A few mornings ago, I woke up after what had been a rough night with grief that had been triggered by a succession of sad news about other people in my life. Suddenly, losing dad was fresh again.
Despite several hours sleep, I felt as if I hadn’t slept at all. I reflected on the fact that grief wise, it had been a pretty steady week or so where it had definitely managed to catch me in moments – I was walking through a forest with my family at the weekend and suddenly felt grief try to shake me by the shoulders – but that I’d managed to keep myself together. Tears started but retreated. I immersed myself in the moment. I took a deep breath, or yes, drew on my capacity for humour. Not possible that morning though. I sat on the edge of the bed in a daze, picked up my phone, opened up Evernote and this came out:
I’m bench-pressing life.
The grief sits on my chest, heavy, lighting up the lines of pain that run through me,
Alerting me to the presence of loss.
Reminding me that I feel.
Reminding me that even as I go on living, there is grief waiting to be released.

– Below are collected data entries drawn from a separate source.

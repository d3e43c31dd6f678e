//! Tensor store for latents and masks passed between pipeline stages.
//!
//! Two backends: an in-memory store with LRU eviction, and a directory of
//! binary files. Tensor names are derived from content so saving the same
//! tensor twice yields the same handle.
//!
//! File format (little-endian):
//! - ndims: u64
//! - dims: ndims * u64
//! - data: f32 * product(dims)

use std::collections::HashMap;
use std::fs::{self, File};
use std::io::{BufReader, BufWriter, Read, Write};
use std::path::{Path, PathBuf};
use std::time::Instant;

use ndarray::{Array4, Ix4};
use sha2::{Digest, Sha256};
use tracing::debug;

use crate::error::{DenoiseError, ErrorCode, Result};

/// Maximum number of tensors kept by [`InMemoryTensorStore::new`].
const DEFAULT_MAX_ENTRIES: usize = 64;

/// Extension of tensor files in a [`FileTensorStore`].
const TENSOR_FILE_EXTENSION: &str = "bin";

/// Length of a tensor name: 8 hash bytes in hex.
const TENSOR_NAME_LEN: usize = 16;

/// `ndims` plus four dims, all u64.
const HEADER_BYTES: u64 = 5 * 8;

const F32_BYTES: usize = 4;

/// Load-by-handle / save-by-value tensor persistence.
pub trait TensorStore {
    fn load(&mut self, name: &str) -> Result<Array4<f32>>;
    fn save(&mut self, tensor: &Array4<f32>) -> Result<String>;
}

/// Computes the content-derived name of a tensor.
///
/// First 16 hex characters of SHA-256 over the shape and the little-endian
/// f32 data in logical order.
pub fn compute_tensor_name(tensor: &Array4<f32>) -> String {
    let mut hasher = Sha256::new();
    for &d in tensor.shape() {
        hasher.update((d as u64).to_le_bytes());
    }
    for v in tensor.iter() {
        hasher.update(v.to_le_bytes());
    }
    hex::encode(&hasher.finalize()[..TENSOR_NAME_LEN / 2])
}

/// In-memory tensor store with LRU eviction.
pub struct InMemoryTensorStore {
    tensors: HashMap<String, CacheEntry>,
    max_entries: usize,
}

struct CacheEntry {
    tensor: Array4<f32>,
    last_accessed: Instant,
}

impl InMemoryTensorStore {
    /// Creates a store with default capacity.
    pub fn new() -> Self {
        Self::with_capacity(DEFAULT_MAX_ENTRIES)
    }

    /// Creates a store holding at most `max_entries` tensors.
    pub fn with_capacity(max_entries: usize) -> Self {
        Self {
            tensors: HashMap::new(),
            max_entries: max_entries.max(1),
        }
    }

    /// Returns true if a tensor is stored under `name`.
    pub fn contains(&self, name: &str) -> bool {
        self.tensors.contains_key(name)
    }

    /// Returns the number of stored tensors.
    pub fn len(&self) -> usize {
        self.tensors.len()
    }

    /// Returns true if the store is empty.
    pub fn is_empty(&self) -> bool {
        self.tensors.is_empty()
    }

    /// Evicts the least recently used tensor, returning its name.
    pub fn evict_lru(&mut self) -> Option<String> {
        let oldest = self
            .tensors
            .iter()
            .min_by_key(|(_, entry)| entry.last_accessed)
            .map(|(k, _)| k.clone())?;
        self.tensors.remove(&oldest);
        Some(oldest)
    }
}

impl Default for InMemoryTensorStore {
    fn default() -> Self {
        Self::new()
    }
}

impl TensorStore for InMemoryTensorStore {
    fn load(&mut self, name: &str) -> Result<Array4<f32>> {
        let entry = self
            .tensors
            .get_mut(name)
            .ok_or_else(|| DenoiseError::tensor_not_found(name))?;
        entry.last_accessed = Instant::now();
        Ok(entry.tensor.clone())
    }

    fn save(&mut self, tensor: &Array4<f32>) -> Result<String> {
        let name = compute_tensor_name(tensor);
        if self.tensors.len() >= self.max_entries && !self.tensors.contains_key(&name) {
            if let Some(evicted) = self.evict_lru() {
                debug!(tensor = %evicted, "evicted tensor");
            }
        }
        self.tensors.insert(
            name.clone(),
            CacheEntry {
                tensor: tensor.clone(),
                last_accessed: Instant::now(),
            },
        );
        Ok(name)
    }
}

/// Directory-backed tensor store.
#[derive(Debug, Clone)]
pub struct FileTensorStore {
    root: PathBuf,
}

impl FileTensorStore {
    /// Opens (and creates if needed) a store rooted at `root`.
    pub fn open(root: impl Into<PathBuf>) -> Result<Self> {
        let root = root.into();
        fs::create_dir_all(&root).map_err(|e| {
            DenoiseError::tensor_io(format!("Cannot create tensor directory {}", root.display()), e)
        })?;
        Ok(Self { root })
    }

    /// Returns the store's root directory.
    pub fn root(&self) -> &Path {
        &self.root
    }

    /// Returns the file path used for `name`.
    ///
    /// Only names produced by [`compute_tensor_name`] are accepted, so a
    /// handle can never point outside the store.
    pub fn path_for(&self, name: &str) -> Result<PathBuf> {
        let well_formed =
            name.len() == TENSOR_NAME_LEN && name.bytes().all(|b| b.is_ascii_hexdigit());
        if !well_formed {
            return Err(DenoiseError::tensor_not_found(name));
        }
        Ok(self.root.join(format!("{}.{}", name, TENSOR_FILE_EXTENSION)))
    }
}

impl TensorStore for FileTensorStore {
    fn load(&mut self, name: &str) -> Result<Array4<f32>> {
        let path = self.path_for(name)?;
        if !path.exists() {
            return Err(DenoiseError::tensor_not_found(name));
        }
        read_f32_tensor(&path)
    }

    fn save(&mut self, tensor: &Array4<f32>) -> Result<String> {
        let name = compute_tensor_name(tensor);
        let path = self.path_for(&name)?;
        write_f32_tensor(&path, tensor)?;
        debug!(tensor = %name, path = %path.display(), "saved tensor");
        Ok(name)
    }
}

/// Reads a 4D f32 tensor written by [`write_f32_tensor`].
pub fn read_f32_tensor(path: &Path) -> Result<Array4<f32>> {
    let io_err = |e| DenoiseError::tensor_io(format!("Cannot read {}", path.display()), e);
    let file = File::open(path).map_err(io_err)?;
    let file_len = file.metadata().map_err(io_err)?.len();
    let mut reader = BufReader::new(file);

    let mut u64_buf = [0u8; 8];
    reader.read_exact(&mut u64_buf).map_err(io_err)?;
    let ndims = u64::from_le_bytes(u64_buf) as usize;
    if ndims != 4 {
        return Err(DenoiseError::new(
            ErrorCode::TensorIo,
            format!("{} holds a {}D tensor, expected 4D", path.display(), ndims),
        ));
    }

    let mut dims = [0usize; 4];
    for d in dims.iter_mut() {
        reader.read_exact(&mut u64_buf).map_err(io_err)?;
        *d = u64::from_le_bytes(u64_buf) as usize;
    }

    let data_len = dims
        .iter()
        .try_fold(F32_BYTES, |acc, &d| acc.checked_mul(d))
        .filter(|&len| len as u64 == file_len.saturating_sub(HEADER_BYTES))
        .ok_or_else(|| {
            DenoiseError::new(
                ErrorCode::TensorIo,
                format!(
                    "{} header {:?} does not match its {} byte size",
                    path.display(),
                    dims,
                    file_len
                ),
            )
        })?;
    let mut data_bytes = vec![0u8; data_len];
    reader.read_exact(&mut data_bytes).map_err(io_err)?;

    let data: Vec<f32> = data_bytes
        .chunks_exact(F32_BYTES)
        .map(|c| f32::from_le_bytes([c[0], c[1], c[2], c[3]]))
        .collect();

    Ok(Array4::from_shape_vec(Ix4(dims[0], dims[1], dims[2], dims[3]), data)?)
}

/// Writes a 4D f32 tensor with a u64 dims header.
pub fn write_f32_tensor(path: &Path, tensor: &Array4<f32>) -> Result<()> {
    let io_err = |e| DenoiseError::tensor_io(format!("Cannot write {}", path.display()), e);
    let mut writer = BufWriter::new(File::create(path).map_err(io_err)?);

    writer
        .write_all(&(tensor.ndim() as u64).to_le_bytes())
        .map_err(io_err)?;
    for &d in tensor.shape() {
        writer.write_all(&(d as u64).to_le_bytes()).map_err(io_err)?;
    }
    for v in tensor.iter() {
        writer.write_all(&v.to_le_bytes()).map_err(io_err)?;
    }
    writer.flush().map_err(io_err)
}

#[cfg(test)]
mod tests {
    use super::*;
    use std::thread;
    use std::time::Duration;

    fn ramp(offset: f32) -> Array4<f32> {
        Array4::from_shape_fn((1, 2, 3, 4), |(_, c, h, w)| {
            offset + (c * 12 + h * 4 + w) as f32 * 0.25
        })
    }

    #[test]
    fn tensor_name_is_content_derived() {
        assert_eq!(compute_tensor_name(&ramp(0.0)), compute_tensor_name(&ramp(0.0)));
        assert_ne!(compute_tensor_name(&ramp(0.0)), compute_tensor_name(&ramp(1.0)));
        assert_eq!(compute_tensor_name(&ramp(0.0)).len(), 16);
    }

    #[test]
    fn tensor_name_depends_on_shape() {
        let a = Array4::<f32>::zeros((1, 1, 2, 4));
        let b = Array4::<f32>::zeros((1, 1, 4, 2));
        assert_ne!(compute_tensor_name(&a), compute_tensor_name(&b));
    }

    #[test]
    fn memory_store_save_and_load() {
        let mut store = InMemoryTensorStore::new();
        let name = store.save(&ramp(0.5)).unwrap();
        assert!(store.contains(&name));
        assert_eq!(store.load(&name).unwrap(), ramp(0.5));
    }

    #[test]
    fn memory_store_missing_tensor() {
        let mut store = InMemoryTensorStore::new();
        let err = store.load("missing").unwrap_err();
        assert_eq!(err.code, ErrorCode::TensorNotFound);
    }

    #[test]
    fn memory_store_evicts_lru() {
        let mut store = InMemoryTensorStore::with_capacity(2);

        let first = store.save(&ramp(1.0)).unwrap();
        thread::sleep(Duration::from_millis(10));
        let second = store.save(&ramp(2.0)).unwrap();

        store.load(&first).unwrap();
        thread::sleep(Duration::from_millis(10));

        let third = store.save(&ramp(3.0)).unwrap();

        assert!(store.contains(&first));
        assert!(!store.contains(&second));
        assert!(store.contains(&third));
    }

    #[test]
    fn file_store_round_trip() {
        let dir = tempfile::tempdir().unwrap();
        let mut store = FileTensorStore::open(dir.path().join("tensors")).unwrap();

        let tensor = ramp(-1.5);
        let name = store.save(&tensor).unwrap();
        let path = store.path_for(&name).unwrap();
        assert!(path.exists());
        assert!(path.starts_with(store.root()));
        assert_eq!(store.load(&name).unwrap(), tensor);
    }

    #[test]
    fn file_store_missing_tensor() {
        let dir = tempfile::tempdir().unwrap();
        let mut store = FileTensorStore::open(dir.path()).unwrap();
        assert_eq!(
            store.load("0123456789abcdef").unwrap_err().code,
            ErrorCode::TensorNotFound
        );
    }

    #[test]
    fn truncated_file_is_io_error() {
        let dir = tempfile::tempdir().unwrap();
        let path = dir.path().join("bad.bin");
        fs::write(&path, 4u64.to_le_bytes()).unwrap();
        assert_eq!(read_f32_tensor(&path).unwrap_err().code, ErrorCode::TensorIo);
    }

    fn write_header(path: &Path, dims: [u64; 4], data_bytes: usize) {
        let mut bytes = 4u64.to_le_bytes().to_vec();
        for d in dims {
            bytes.extend_from_slice(&d.to_le_bytes());
        }
        bytes.resize(bytes.len() + data_bytes, 0);
        fs::write(path, bytes).unwrap();
    }

    #[test]
    fn overflowing_header_is_io_error() {
        let dir = tempfile::tempdir().unwrap();
        let path = dir.path().join("huge.bin");
        write_header(&path, [1 << 40, 1 << 40, 1, 1], 16);
        assert_eq!(read_f32_tensor(&path).unwrap_err().code, ErrorCode::TensorIo);
    }

    #[test]
    fn header_larger_than_file_is_io_error() {
        let dir = tempfile::tempdir().unwrap();
        let path = dir.path().join("short.bin");
        write_header(&path, [1, 4, 1024, 1024], 64);
        assert_eq!(read_f32_tensor(&path).unwrap_err().code, ErrorCode::TensorIo);

        let exact = dir.path().join("exact.bin");
        write_header(&exact, [1, 2, 2, 4], 16 * 4);
        assert_eq!(read_f32_tensor(&exact).unwrap().shape(), &[1, 2, 2, 4]);
    }

    #[test]
    fn file_store_rejects_malformed_names() {
        let dir = tempfile::tempdir().unwrap();
        let mut store = FileTensorStore::open(dir.path().join("tensors")).unwrap();
        fs::write(dir.path().join("x.bin"), 4u64.to_le_bytes()).unwrap();

        for name in ["../x", "0123456789abcdeg", "abc", "/etc/passwd"] {
            assert!(store.path_for(name).is_err(), "{} accepted", name);
            assert_eq!(store.load(name).unwrap_err().code, ErrorCode::TensorNotFound);
        }
    }
}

If I block the feelings, I can lift life a little but then the grief comes crashing down, harder, weightier, meaner than it felt before.
Suddenly what seemed manageable seems insurmountable.
The grief pushes down on me.
It’s tempting to give in.
It’s too much.
But to do so will mean that I’ll go numb, that I’ll be unable to deal with life.
So I feel, and at first it feels like I’m collapsing, choking, like it will be too hard.
Like this loss is taking my organs in its fists and squeezing the life out of me.
But my other feelings are also there, reminding me of my ‘humanness’, of my ability to care deeply.
Reminding me that I love and that I loved. That I chanced, that I breathed in joy for as long as it would hang around for this relationship.
That I’ve struggled, that I’ve fallen, howled, raged against it,
That I’ve broken before.
And that I can and will heal, with room to remember this loss but not be owned by it.
I am still me.
I can fit around this loss. Or is it, that it will fit around me?
Grief is rounding out the sharp edges of losses gone by, lighting up the pathways of old memories, old hurts, old stories that I had forgotten along with their significance to my current self-concept.
Pointing out to me how I respond to that which comes upon me to challenge me, grow me, reveal to me where I am blind to my power.
I have lost, but I’m also gaining in ways that I might not be aware of for some time, but they’re there.
I have lost, but grief will restore me in unexpected ways.
For now, I just need to let grief do its work, even though it hurts,
Even though it wants to pull at me at inconvenient moments.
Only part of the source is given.